Lillie Road is a thoroughfare in the London Borough of Hammersmith and Fulham. It is a mixed residential and commercial road in the Postcode area of SW6.
It is also the A3218 road and runs east to west as the continuation of Old Brompton Road from Lillie Bridge (Fulham) to a T junction with the A219 road or Fulham Palace Road. Its main intersections are with the North End Road, Fulham and with the Munster Road at Fulham Cross.
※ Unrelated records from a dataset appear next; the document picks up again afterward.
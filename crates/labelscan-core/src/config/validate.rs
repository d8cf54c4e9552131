//! Configuration validation with range checks.

use crate::error::ConfigError;
use crate::output::OutputFormat;

use super::Config;

impl Config {
    /// Validate configuration values are within acceptable ranges.
    pub fn validate(&self) -> Result<(), ConfigError> {
        let base_url = self.llm.base_url.trim();
        if base_url.is_empty() {
            return Err(ConfigError::ValidationError(
                "llm.base_url must not be empty".into(),
            ));
        }
        if !(base_url.starts_with("http://") || base_url.starts_with("https://")) {
            return Err(ConfigError::ValidationError(
                "llm.base_url must start with http:// or https://".into(),
            ));
        }
        if self.llm.model.trim().is_empty() {
            return Err(ConfigError::ValidationError(
                "llm.model must not be empty".into(),
            ));
        }
        if self.llm.credential_file.trim().is_empty() {
            return Err(ConfigError::ValidationError(
                "llm.credential_file must not be empty".into(),
            ));
        }
        if self.llm.timeout_ms == Some(0) {
            return Err(ConfigError::ValidationError(
                "llm.timeout_ms must be > 0 when set".into(),
            ));
        }
        if self.llm.max_tokens == Some(0) {
            return Err(ConfigError::ValidationError(
                "llm.max_tokens must be > 0 when set".into(),
            ));
        }
        if let Some(t) = self.llm.temperature {
            if !(0.0..=2.0).contains(&t) {
                return Err(ConfigError::ValidationError(
                    "llm.temperature must be between 0.0 and 2.0".into(),
                ));
            }
        }
        if OutputFormat::parse(&self.output.format).is_none() {
            return Err(ConfigError::ValidationError(format!(
                "output.format must be \"json\" or \"jsonl\", got {:?}",
                self.output.format
            )));
        }
        Ok(())
    }
}
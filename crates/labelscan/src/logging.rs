//! Logging initialization and configuration.
//!
//! Uses the `tracing` ecosystem for structured logging with support for
//! both human-readable and JSON output formats.

use tracing_subscriber::{fmt, prelude::*, EnvFilter};

/// Initialize the logging subsystem.
///
/// # Arguments
///
/// * `level` - Default filter directive when RUST_LOG is unset.
/// * `json_format` - If true, outputs structured JSON logs; otherwise pretty-printed.
///
/// # Notes
///
/// - Log output goes to stderr (stdout is reserved for the extracted record)
/// - The RUST_LOG environment variable can override the log level
pub fn init(level: &str, json_format: bool) {
    let filter = EnvFilter::try_from_default_env().unwrap_or_else(|_| EnvFilter::new(level));

    if json_format {
        // JSON format for machine parsing
        tracing_subscriber::registry()
            .with(filter)
            .with(fmt::layer().json().with_writer(std::io::stderr))
            .init();
    } else {
        // Pretty format for humans
        tracing_subscriber::registry()
            .with(filter)
            .with(
                fmt::layer()
                    .with_target(false)
                    .with_writer(std::io::stderr)
                    .with_ansi(true),
            )
            .init();
    }
}

/// Initialize logging with settings from the config file.
///
/// `--verbose` forces at least DEBUG; `--json-logs` forces JSON output.
pub fn init_from_config(
    config: &labelscan_core::Config,
    verbose_override: bool,
    json_logs_override: bool,
) {
    let level = effective_level(&config.logging.level, verbose_override);
    let json_format = json_logs_override || config.logging.format == "json";
    init(level, json_format);
}

fn effective_level(configured: &str, verbose: bool) -> &str {
    match configured {
        "error" | "warn" | "info" | "debug" | "trace" if !verbose => configured,
        "trace" => "trace",
        _ if verbose => "debug",
        _ => "info",
    }
}
//! Configuration management for LabelScan.
//!
//! Configuration is loaded from the platform config directory with defaults
//! for every field, so a missing file is not an error.

mod types;
mod validate;

pub use types::*;

use crate::error::ConfigError;
use serde::{Deserialize, Serialize};
use std::path::{Path, PathBuf};

/// Root configuration structure for LabelScan.
#[derive(Debug, Clone, Default, Serialize, Deserialize)]
#[serde(default)]
pub struct Config {
    /// LLM endpoint settings
    pub llm: LlmConfig,

    /// Output settings
    pub output: OutputConfig,

    /// Logging settings
    pub logging: LoggingConfig,
}

impl Config {
    /// Load configuration from the default location.
    ///
    /// Returns default configuration if the file doesn't exist.
    pub fn load() -> Result<Self, ConfigError> {
        let path = Self::default_path();
        if path.exists() {
            Self::load_from(&path)
        } else {
            Ok(Self::default())
        }
    }

    /// Load configuration from a specific file path.
    pub fn load_from(path: &Path) -> Result<Self, ConfigError> {
        let content = std::fs::read_to_string(path)?;
        let config: Config = toml::from_str(&content)?;
        config.validate()?;
        Ok(config)
    }

    /// Get the default config file path.
    ///
    /// Uses platform-appropriate directories:
    /// - macOS: ~/Library/Application Support/com.labelscan.labelscan/config.toml
    /// - Linux: ~/.config/labelscan/config.toml
    /// - Windows: C:\Users\<User>\AppData\Roaming\labelscan\config\config.toml
    ///
    /// Falls back to ~/.labelscan/config.toml if directory detection fails.
    pub fn default_path() -> PathBuf {
        directories::ProjectDirs::from("com", "labelscan", "labelscan")
            .map(|dirs| dirs.config_dir().to_path_buf().join("config.toml"))
            .unwrap_or_else(|| {
                let home = std::env::var("HOME").unwrap_or_else(|_| ".".to_string());
                PathBuf::from(home).join(".labelscan").join("config.toml")
            })
    }

    /// Get the resolved credential file path (with ~ expansion).
    pub fn credential_path(&self) -> PathBuf {
        let expanded = shellexpand::tilde(&self.llm.credential_file);
        PathBuf::from(expanded.into_owned())
    }

    /// Serialize the config to a pretty TOML string.
    pub fn to_toml(&self) -> Result<String, ConfigError> {
        toml::to_string_pretty(self).map_err(|e| ConfigError::ValidationError(e.to_string()))
    }
}

#[cfg(test)]
mod tests {
    use super::*;

    #[test]
    fn test_default_config() {
        let config = Config::default();
        assert_eq!(config.llm.base_url, DEFAULT_BASE_URL);
        assert_eq!(config.llm.model, DEFAULT_MODEL);
        assert_eq!(config.llm.credential_file, "key.txt");
        assert!(config.llm.timeout_ms.is_none());
        assert_eq!(config.output.format, "json");
    }

    #[test]
    fn test_config_to_toml() {
        let config = Config::default();
        let toml = config.to_toml().unwrap();
        assert!(toml.contains("[llm]"));
        assert!(toml.contains("[output]"));
        assert!(toml.contains("openrouter.ai"));
        assert!(!toml.contains("timeout_ms"));
    }

    #[test]
    fn test_load_partial_file_fills_defaults() {
        let dir = tempfile::tempdir().unwrap();
        let path = dir.path().join("config.toml");
        std::fs::write(
            &path,
            "[llm]\nmodel = \"qwen/qwen2.5-vl-32b-instruct:free\"\ntimeout_ms = 90000\n",
        )
        .unwrap();

        let config = Config::load_from(&path).unwrap();
        assert_eq!(config.llm.model, "qwen/qwen2.5-vl-32b-instruct:free");
        assert_eq!(config.llm.timeout_ms, Some(90_000));
        assert_eq!(config.llm.base_url, DEFAULT_BASE_URL);
        assert_eq!(config.logging.level, "info");
    }

    #[test]
    fn test_load_rejects_invalid_values() {
        let dir = tempfile::tempdir().unwrap();
        let path = dir.path().join("config.toml");
        std::fs::write(&path, "[llm]\nbase_url = \"openrouter.ai\"\n").unwrap();

        let err = Config::load_from(&path).unwrap_err();
        assert!(matches!(err, ConfigError::ValidationError(_)));
    }

    #[test]
    fn test_load_rejects_malformed_toml() {
        let dir = tempfile::tempdir().unwrap();
        let path = dir.path().join("config.toml");
        std::fs::write(&path, "[llm\nmodel = ").unwrap();

        let err = Config::load_from(&path).unwrap_err();
        assert!(matches!(err, ConfigError::ParseError(_)));
    }

    #[test]
    fn test_credential_path_expands_tilde() {
        let mut config = Config::default();
        config.llm.credential_file = "~/keys/openrouter.txt".to_string();
        let path = config.credential_path();
        assert!(!path.to_string_lossy().starts_with('~'));
        assert!(path.ends_with("keys/openrouter.txt"));
    }
}
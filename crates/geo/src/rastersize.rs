/// Number of rows in a raster.
#[derive(Debug, Clone, Copy, PartialEq, Eq, Default)]
#[cfg_attr(feature = "serde", derive(serde::Serialize, serde::Deserialize))]
pub struct Rows(pub i32);

/// Number of columns in a raster.
#[derive(Debug, Clone, Copy, PartialEq, Eq, Default)]
#[cfg_attr(feature = "serde", derive(serde::Serialize, serde::Deserialize))]
pub struct Columns(pub i32);

impl Rows {
    pub fn count(&self) -> i32 {
        self.0
    }
}

impl Columns {
    pub fn count(&self) -> i32 {
        self.0
    }
}

impl std::fmt::Display for Rows {
    fn fmt(&self, f: &mut std::fmt::Formatter<'_>) -> std::fmt::Result {
        write!(f, "{}", self.0)
    }
}

impl std::fmt::Display for Columns {
    fn fmt(&self, f: &mut std::fmt::Formatter<'_>) -> std::fmt::Result {
        write!(f, "{}", self.0)
    }
}

impl std::ops::Mul<Columns> for Rows {
    type Output = usize;

    fn mul(self, rhs: Columns) -> usize {
        self.0 as usize * rhs.0 as usize
    }
}

/// Raster size represented by rows and columns.
#[derive(Clone, Copy, PartialEq, Eq, Default)]
pub struct RasterSize {
    pub rows: Rows,
    pub cols: Columns,
}

impl RasterSize {
    pub const fn with_rows_cols(rows: Rows, cols: Columns) -> Self {
        RasterSize { rows, cols }
    }

    pub const fn square(size: i32) -> Self {
        RasterSize {
            rows: Rows(size),
            cols: Columns(size),
        }
    }

    pub fn empty() -> Self {
        Self::with_rows_cols(Rows(0), Columns(0))
    }

    pub fn is_empty(&self) -> bool {
        self.rows.count() == 0 || self.cols.count() == 0
    }

    pub fn cell_count(&self) -> usize {
        self.rows * self.cols
    }

    pub fn max_dimension(&self) -> i32 {
        self.rows.count().max(self.cols.count())
    }
}

impl std::fmt::Display for RasterSize {
    fn fmt(&self, f: &mut std::fmt::Formatter<'_>) -> std::fmt::Result {
        write!(f, "(rows: {}, cols: {})", self.rows, self.cols)
    }
}

impl std::fmt::Debug for RasterSize {
    fn fmt(&self, f: &mut std::fmt::Formatter<'_>) -> std::fmt::Result {
        write!(f, "{self}")
    }
}
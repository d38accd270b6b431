//! Read-only DEM Source Store: `(lat_floor, lon_floor) -> Decompressed Source Array`.

use std::cell::RefCell;
use std::collections::HashSet;
use std::path::{Path, PathBuf};
use std::sync::Arc;

use geo::{Columns, GeoReference, RasterSize, Rows};
use parking_lot::Mutex;

use crate::array::DecompressedSourceArray;
use crate::cache::SourceCache;
use crate::sidecar::{LEGACY_VOID, SideCar};
use crate::{Error, Result};

/// Default in-memory budget for decompressed source arrays, in entries.
pub const DEFAULT_SOURCE_CACHE_CAPACITY: usize = 64;

thread_local! {
    /// One persistent decompression context per worker thread, avoiding the
    /// per-call allocation a fresh `Decompressor` would incur.
    static DECOMPRESSOR: RefCell<zstd::bulk::Decompressor<'static>> =
        RefCell::new(zstd::bulk::Decompressor::new().expect("zstd decompressor context"));
}

/// The outcome of looking up a Source Cell. Absence is not an error: it
/// represents ocean or an un-ingested degree square.
pub enum CellLookup {
    Present(Arc<DecompressedSourceArray>),
    Absent,
}

/// Read-only mapping from 1x1 degree geographic cells to decompressed int16
/// rasters, backed by `<root>/<cell_id>.zst` + `<root>/<cell_id>.json`.
pub struct SourceStore {
    root: PathBuf,
    cache: SourceCache,
    /// Cells that have already produced a `SourceCorrupt` warning this
    /// process lifetime, so repeated requests for a damaged cell don't spam
    /// the log (the testable-properties scenario: "logged once per cell per
    /// process lifetime").
    corrupt_warned: Mutex<HashSet<(i32, i32)>>,
}

impl SourceStore {
    pub fn new(root: impl Into<PathBuf>) -> Self {
        Self::with_capacity(root, DEFAULT_SOURCE_CACHE_CAPACITY)
    }

    pub fn with_capacity(root: impl Into<PathBuf>, source_cache_capacity: usize) -> Self {
        SourceStore {
            root: root.into(),
            cache: SourceCache::new(source_cache_capacity),
            corrupt_warned: Mutex::new(HashSet::new()),
        }
    }

    pub fn root(&self) -> &Path {
        &self.root
    }

    /// Number of decompressed source arrays currently interned in the source LRU.
    pub fn cache_len(&self) -> usize {
        self.cache.len()
    }

    /// Canonical on-disk stem for a Source Cell, e.g. `N52E003` / `S01W070`.
    pub fn cell_id(lat_floor: i32, lon_floor: i32) -> String {
        let ns = if lat_floor >= 0 { 'N' } else { 'S' };
        let ew = if lon_floor >= 0 { 'E' } else { 'W' };
        format!("{ns}{:02}{ew}{:03}", lat_floor.abs(), lon_floor.abs())
    }

    fn paths_for(&self, lat_floor: i32, lon_floor: i32) -> (PathBuf, PathBuf) {
        let id = Self::cell_id(lat_floor, lon_floor);
        (self.root.join(format!("{id}.zst")), self.root.join(format!("{id}.json")))
    }

    /// Opens the Source Cell at `(lat_floor, lon_floor)`, decompressing and
    /// caching it if necessary. Returns `Absent` for missing cells and for
    /// cells whose on-disk data is corrupt (logged once); only genuine I/O
    /// failures (e.g. permission errors) are propagated as `Err`.
    pub fn open(&self, lat_floor: i32, lon_floor: i32) -> Result<CellLookup> {
        let key = (lat_floor, lon_floor);
        if let Some(array) = self.cache.get(key) {
            return Ok(CellLookup::Present(array));
        }

        let (zst_path, sidecar_path) = self.paths_for(lat_floor, lon_floor);

        let compressed = match std::fs::read(&zst_path) {
            Ok(bytes) => bytes,
            Err(err) if err.kind() == std::io::ErrorKind::NotFound => return Ok(CellLookup::Absent),
            Err(err) => return Err(Error::Io(err)),
        };

        let side_car_bytes = match std::fs::read(&sidecar_path) {
            Ok(bytes) => bytes,
            Err(err) if err.kind() == std::io::ErrorKind::NotFound => return Ok(CellLookup::Absent),
            Err(err) => return Err(Error::Io(err)),
        };
        let side_car: SideCar = serde_json::from_slice(&side_car_bytes)?;

        let expected_len = side_car.shape.0 as usize * side_car.shape.1 as usize * std::mem::size_of::<i16>();
        let decompressed = DECOMPRESSOR.with(|d| d.borrow_mut().decompress(&compressed, expected_len));
        let decompressed = match decompressed {
            Ok(bytes) => bytes,
            Err(err) => {
                self.warn_corrupt_once(key, &err.to_string());
                return Ok(CellLookup::Absent);
            }
        };

        if decompressed.len() != expected_len {
            self.warn_corrupt_once(
                key,
                &format!("declared shape {:?} implies {expected_len} bytes, decompressed {}", side_car.shape, decompressed.len()),
            );
            return Ok(CellLookup::Absent);
        }

        let canonical_nodata = side_car.canonical_nodata();
        let data: Vec<i16> = decompressed
            .chunks_exact(2)
            .map(|b| {
                let raw = i16::from_le_bytes([b[0], b[1]]);
                // The legacy void sentinel is coerced to NoData wherever it
                // appears in the raster, not only when it's the cell's
                // declared sentinel: a cell can declare the canonical
                // sentinel yet still contain stray legacy-void pixels.
                if raw == side_car.nodata || raw == LEGACY_VOID { canonical_nodata } else { raw }
            })
            .collect();

        let (west, south, east, north) = (side_car.bounds[0], side_car.bounds[1], side_car.bounds[2], side_car.bounds[3]);
        let cols = side_car.shape.1;
        let rows = side_car.shape.0;
        let cell_size = (east - west) / cols as f64;
        let mut georef = GeoReference::new(
            RasterSize::with_rows_cols(Rows(rows as i32), Columns(cols as i32)),
            west,
            north,
            cell_size,
            canonical_nodata,
        );
        // Rows and columns need not be equal; correct the vertical pixel size
        // independently so non-square grids still address the right row.
        georef.transform.set_cell_size_y(-(north - south) / rows as f64);

        let array = Arc::new(DecompressedSourceArray::new(data, georef));
        self.cache.insert(key, Arc::clone(&array));
        Ok(CellLookup::Present(array))
    }

    fn warn_corrupt_once(&self, key: (i32, i32), detail: &str) {
        let mut warned = self.corrupt_warned.lock();
        if warned.insert(key) {
            log::warn!(
                "source cell {} is corrupt, treating as absent: {detail}",
                Self::cell_id(key.0, key.1)
            );
        }
    }
}

#[cfg(test)]
mod tests {
    use super::*;

    #[test]
    fn cell_id_formats_all_quadrants() {
        assert_eq!(SourceStore::cell_id(52, 3), "N52E003");
        assert_eq!(SourceStore::cell_id(-1, -70), "S01W070");
        assert_eq!(SourceStore::cell_id(0, 0), "N00E000");
    }

    #[test]
    fn absent_cell_is_not_an_error() {
        let dir = tempfile::tempdir().unwrap();
        let store = SourceStore::new(dir.path());
        match store.open(52, 3).unwrap() {
            CellLookup::Absent => {}
            CellLookup::Present(_) => panic!("expected absent cell"),
        }
    }

    fn write_test_cell(dir: &Path, lat_floor: i32, lon_floor: i32, shape: (u32, u32), nodata: i16, values: &[i16]) {
        let id = SourceStore::cell_id(lat_floor, lon_floor);
        let side_car = SideCar {
            shape,
            bounds: [lon_floor as f64, lat_floor as f64, (lon_floor + 1) as f64, (lat_floor + 1) as f64],
            nodata,
            crs: "EPSG:4326".into(),
        };
        std::fs::write(dir.join(format!("{id}.json")), serde_json::to_vec(&side_car).unwrap()).unwrap();

        let mut raw = Vec::with_capacity(values.len() * 2);
        for v in values {
            raw.extend_from_slice(&v.to_le_bytes());
        }
        let compressed = zstd::bulk::compress(&raw, 3).unwrap();
        std::fs::write(dir.join(format!("{id}.zst")), compressed).unwrap();
    }

    #[test]
    fn present_cell_round_trips_values_and_caches() {
        let dir = tempfile::tempdir().unwrap();
        let values = vec![100i16; 4];
        write_test_cell(dir.path(), 52, 3, (2, 2), -32768, &values);

        let store = SourceStore::new(dir.path());
        let array = match store.open(52, 3).unwrap() {
            CellLookup::Present(array) => array,
            CellLookup::Absent => panic!("expected present cell"),
        };
        assert_eq!(array.sample_cell(geo::Cell::from_row_col(0, 0)), Some(100));

        // Second open must hit the cache, not re-read the file.
        std::fs::remove_file(dir.path().join(format!("{}.zst", SourceStore::cell_id(52, 3)))).unwrap();
        assert!(matches!(store.open(52, 3).unwrap(), CellLookup::Present(_)));
    }

    #[test]
    fn legacy_void_values_coerce_to_canonical_nodata() {
        let dir = tempfile::tempdir().unwrap();
        write_test_cell(dir.path(), 52, 3, (1, 2), crate::sidecar::LEGACY_VOID, &[10, crate::sidecar::LEGACY_VOID]);

        let store = SourceStore::new(dir.path());
        let array = match store.open(52, 3).unwrap() {
            CellLookup::Present(array) => array,
            CellLookup::Absent => panic!("expected present cell"),
        };
        assert_eq!(array.sample_cell(geo::Cell::from_row_col(0, 0)), Some(10));
        assert_eq!(array.sample_cell(geo::Cell::from_row_col(0, 1)), None);
    }

    #[test]
    fn stray_legacy_void_pixels_coerce_even_under_canonical_declared_nodata() {
        let dir = tempfile::tempdir().unwrap();
        // Declared sentinel is already canonical, but a pixel still carries
        // the legacy void value - it must be coerced too, not kept as a
        // (bogus) elevation reading.
        write_test_cell(dir.path(), 52, 3, (1, 2), i16::MIN, &[10, crate::sidecar::LEGACY_VOID]);

        let store = SourceStore::new(dir.path());
        let array = match store.open(52, 3).unwrap() {
            CellLookup::Present(array) => array,
            CellLookup::Absent => panic!("expected present cell"),
        };
        assert_eq!(array.sample_cell(geo::Cell::from_row_col(0, 0)), Some(10));
        assert_eq!(array.sample_cell(geo::Cell::from_row_col(0, 1)), None);
    }

    #[test]
    fn shape_mismatch_is_treated_as_absent_and_warned_once() {
        let dir = tempfile::tempdir().unwrap();
        // Declare a 10x10 shape but only compress 4 values.
        write_test_cell(dir.path(), 52, 3, (10, 10), -32768, &[1, 2, 3, 4]);

        let store = SourceStore::new(dir.path());
        assert!(matches!(store.open(52, 3).unwrap(), CellLookup::Absent));
        assert_eq!(store.corrupt_warned.lock().len(), 1);
        // Repeated lookups don't grow the warned set.
        assert!(matches!(store.open(52, 3).unwrap(), CellLookup::Absent));
        assert_eq!(store.corrupt_warned.lock().len(), 1);
    }
}
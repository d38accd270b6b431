use thiserror::Error;

#[derive(Error, Debug)]
pub enum Error {
    #[error("expected {expected} bytes, got {actual}")]
    InvalidLength { expected: usize, actual: usize },
}
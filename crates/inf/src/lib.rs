pub use error::Error;
pub type Result<T = ()> = std::result::Result<T, Error>;

pub mod cast;
pub mod color;
pub mod duration;
mod error;

#[doc(inline)]
pub use color::Color;
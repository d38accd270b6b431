mod apperror;
pub mod tileapihandler;

pub use apperror::AppError;

pub type Error = tile_engine::Error;
pub type Result<T> = tile_engine::Result<T>;
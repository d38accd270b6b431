use thiserror::Error;

/// The abstract failure taxonomy the engine surfaces at its boundary.
/// `CoverageMiss` and `SourceCorrupt` are deliberately absent here: both are
/// recovered locally (an all-NoData payload, a logged-once warning) and
/// never reach a caller as an error value.
#[derive(Debug, Clone, Copy, PartialEq, Eq)]
pub enum ErrorKind {
    InvalidRequest,
    NotFound,
    StoreUnavailable,
    Overloaded,
    Timeout,
    Internal,
}

#[derive(Error, Debug)]
pub enum Error {
    #[error("invalid request: {0}")]
    InvalidRequest(String),
    #[error("no mosaic could be produced and runtime synthesis was forbidden")]
    NotFound,
    #[error("source store error: {0}")]
    SourceStore(#[from] dem_store::Error),
    #[error("artifact store error: {0}")]
    ArtifactStore(#[from] artifact_store::Error),
    #[error("codec error: {0}")]
    Codec(#[from] tile_codec::Error),
    #[error("png encoding failed: {0}")]
    PngEncode(String),
    #[error("request queue is full")]
    Overloaded,
    #[error("request exceeded its deadline")]
    Timeout,
    #[error("internal engine error: {0}")]
    Internal(String),
}

impl Error {
    pub fn kind(&self) -> ErrorKind {
        match self {
            Error::InvalidRequest(_) => ErrorKind::InvalidRequest,
            Error::NotFound => ErrorKind::NotFound,
            Error::SourceStore(_) | Error::ArtifactStore(_) => ErrorKind::StoreUnavailable,
            Error::Codec(_) | Error::PngEncode(_) | Error::Internal(_) => ErrorKind::Internal,
            Error::Overloaded => ErrorKind::Overloaded,
            Error::Timeout => ErrorKind::Timeout,
        }
    }
}
use num::ToPrimitive;

/// Trait for types that can represent a no-data value in raster data.
/// Typically used for pixel values in rasters, where a specific value indicates that the pixel does not contain valid data.
/// Floating point types may use NaN as the no-data value, while integer types typically use their maximum value for unsigned types
/// and minimum value for signed types.
pub trait Nodata: ToPrimitive + PartialEq + PartialOrd + Sized + Copy {
    const NODATA: Self;

    #[inline]
    fn is_nodata(self) -> bool {
        self == Self::NODATA
    }

    #[inline]
    fn is_nodata_cb(val: Self) -> bool {
        val == Self::NODATA
    }

    /// For importing foreign data that may contain nodata values not adhereing to the predefined `Self::NODATA` value.
    #[inline]
    fn init_nodata(&mut self, nodata: Self) {
        if *self == nodata {
            *self = Self::NODATA;
        }
    }

    /// For exporting the data to a format where the nodata value does not match the predefined `Self::NODATA` value.
    #[inline]
    fn restore_nodata(&mut self, nodata: Self) {
        if self.is_nodata() {
            *self = nodata;
        }
    }

    #[inline]
    fn nodata_min(&self, other: Self) -> Self {
        if other.is_nodata() || *self < other { *self } else { other }
    }

    #[inline]
    fn nodata_max(&self, other: Self) -> Self {
        if other.is_nodata() || *self > other { *self } else { other }
    }

    fn has_nan() -> bool;
    fn is_nan(self) -> bool;
}

macro_rules! impl_nodata_fixed_point {
    ( $t:ident, $nodata:ident ) => {
        impl Nodata for $t {
            const NODATA: $t = $t::$nodata;

            fn has_nan() -> bool {
                false
            }

            fn is_nan(self) -> bool {
                false
            }
        }
    };
}

macro_rules! impl_nodata_floating_point {
    ( $t:ident ) => {
        impl Nodata for $t {
            const NODATA: $t = $t::NAN;

            fn is_nodata(self) -> bool {
                self.is_nan()
            }

            fn has_nan() -> bool {
                true
            }

            fn is_nan(self) -> bool {
                self.is_nan()
            }
        }
    };
}

impl_nodata_fixed_point!(u8, MAX);
impl_nodata_fixed_point!(u16, MAX);
impl_nodata_fixed_point!(u32, MAX);
impl_nodata_fixed_point!(u64, MAX);
impl_nodata_fixed_point!(i8, MIN);
impl_nodata_fixed_point!(i16, MIN);
impl_nodata_fixed_point!(i32, MIN);
impl_nodata_fixed_point!(i64, MIN);

impl_nodata_floating_point!(f32);
impl_nodata_floating_point!(f64);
It is named after Sir John Scott Lillie, who first laid out the easternmost section of the road across his North End Hermitage estate in 1826 running from Gunter's footbridge over the tidal Counter's Creek to the T junction of the old Crown Lane with North End Lane. The intention was to link traffic from the new Hammersmith Bridge with the North End wharves of the planned Kensington Canal, thus obviating passage through Hammersmith and Kensington, or following the entire loop of the Thames river to Chelsea. Lillie's development also included late Georgian housing, terraces called, 'Rosa Villas' and 'Hermitage Cottages', on the north side of his 'New' road, some of which remain and recall Hermitage House that once stood here. He also built a brewery on the opposite side of the road in 1832. Only its 1835 public house, 'The Lillie Arms' remains, renamed the Lillie Langtry, due to the surmise that the Jersey actress had her assignations with the future Edward VII in one of the Georgian houses in Lillie Road. The Lillie Langtry is one of the oldest extant pubs in Fulham, while the 1883 Prince of Wales, opposite, rebuilt by Watney Combe & Reid in the Arts and Crafts style in 1938, is destined for imminent demolition, unlike the former Fuller's Seven Stars, West Kensington, around the North End Road corner, also from 1938, which has been preserved as flats.